なにやら1人納得した様子のティトスだったが、状況から大体の事情を察したようだった。

「ここへ僕を連れてきた理由は、アランを目覚めさせる為に、力を貸せという事でしょうか」
「話が早くて何よりです」

いずれ来るその時、アランの力は不可欠なものになる。
それは確信(かくしん)だった。




青い目がじっと揺れる花を見つめていた。
兄妹達全員がいなくなったアグラ家は火が消えたように静かなものだ。

間も無く1歳になろうとしているアオバは、ハイハイもお手の物だ。
風がないというのに、ふわっとアオバの前髪を揺れた。

「あーー」

それを捕まえようとアオバが小さな手を伸ばすと、こてんと前のめりに倒れた。

「あぅ〜!うぅううー!」
悔しそうに何かと戦う0歳児。
すでにお転婆(てんば)である。

アルガン島のルフは特別だ。

命の輝きを歌うように、優しく、時に激しく美しい音を(かな)でる。


「あ?何やってんだ?アオバ」

ひょいっと大きな手でアオバを抱き上げたのは、父親のアグラだ。
利き手を失ったばかりの頃は不自由な事ばかりだったが、今では無いなりの方法を身につけた。
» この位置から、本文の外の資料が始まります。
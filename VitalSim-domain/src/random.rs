//! Randomness injected into the generator
//!
//! The generator never reaches for a thread-local RNG; it draws every sample
//! through [`RandomSource`] so tests can swap in seeded or scripted sources.

use rand::rngs::StdRng;
use rand::{Rng, SeedableRng};
use rand_distr::{Distribution, Normal};

/// Source of the two distributions the simulation needs
pub trait RandomSource {
    /// Sample from a normal distribution with the given mean and standard deviation
    fn normal(&mut self, mean: f64, std_dev: f64) -> f64;

    /// Sample uniformly from `[low, high]`
    fn uniform(&mut self, low: f64, high: f64) -> f64;

    /// Return true with the given probability
    fn chance(&mut self, probability: f64) -> bool {
        self.uniform(0.0, 1.0) < probability
    }
}

impl<S: RandomSource + ?Sized> RandomSource for &mut S {
    fn normal(&mut self, mean: f64, std_dev: f64) -> f64 {
        (**self).normal(mean, std_dev)
    }

    fn uniform(&mut self, low: f64, high: f64) -> f64 {
        (**self).uniform(low, high)
    }

    fn chance(&mut self, probability: f64) -> bool {
        (**self).chance(probability)
    }
}

/// Source used by the simulator at runtime
pub type StdRandomSource = RngSource<StdRng>;

/// [`RandomSource`] backed by any `rand` generator
#[derive(Debug, Clone)]
pub struct RngSource<R> {
    rng: R,
}

impl<R: Rng> RngSource<R> {
    pub fn new(rng: R) -> Self {
        Self { rng }
    }

    /// Give back the wrapped generator
    pub fn into_inner(self) -> R {
        self.rng
    }
}

impl RngSource<StdRng> {
    /// Reproducible source for a fixed seed
    pub fn seeded(seed: u64) -> Self {
        Self::new(StdRng::seed_from_u64(seed))
    }

    /// Source seeded from the operating system
    pub fn from_entropy() -> Self {
        Self::new(StdRng::from_entropy())
    }
}

impl<R: Rng> RandomSource for RngSource<R> {
    fn normal(&mut self, mean: f64, std_dev: f64) -> f64 {
        // A negative or NaN spread only comes from an unvalidated profile
        match Normal::new(mean, std_dev) {
            Ok(distribution) => distribution.sample(&mut self.rng),
            Err(_) => mean,
        }
    }

    fn uniform(&mut self, low: f64, high: f64) -> f64 {
        if high <= low {
            return low;
        }
        self.rng.gen_range(low..=high)
    }

    fn chance(&mut self, probability: f64) -> bool {
        if probability.is_nan() || probability <= 0.0 {
            return false;
        }
        if probability >= 1.0 {
            return true;
        }
        self.rng.gen_bool(probability)
    }
}
pub mod generator;
pub mod insights;
pub mod perturbation;

// Simulation services
// This module contains the vital-sign generator and the rules it applies.

// Re-export the generator and its helpers
pub use generator::{generate, VitalsGenerator, DEFAULT_PERTURBATION_PROBABILITY};
pub use insights::categorize_blood_pressure;
pub use perturbation::Perturbation;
「おや。父ちゃんに抱っこしてもらってんのかい。よかったねぇ、アオバ」

両親を独占できてご満悦(まんえつ)である。

「アバス達は今頃何してんのかねぇ」
「美味いもんでも食ってんじゃねぇか」

そうだねぇ、と笑いながら肌身離さず持っている手鏡を取り出した。

「これに聞けば教えてくれるのかねぇ」

シンドリアには持っていけないから、とアンナが預けていったアランの持ち物だ。
使い方も教えていったのだが、アイラは普通の鏡として大切に持ち歩いているだけだった。

「ほら。アラン兄ちゃんの鏡だよ。綺麗なもんだろ」
「あー・・・。うー」
「ん?触りたいのかい?」
「ちっこくても女だなぁ」
「これは大事なモンだからね。」

さっと仕舞われてしまった鏡を幼い双眸(そうぼう)がじっと追っていた。



シンドリア・迎賓館

戻ってきたアラジンとモルジアナから報告を受けると、白龍は頭を抱えてしまった。

「そうですか。そんなことが・・・」

かと言って、その兵士に落ち度はない。
自国の皇帝に危害を加えられそうになれば、剣を抜く。それが彼らの仕事だ。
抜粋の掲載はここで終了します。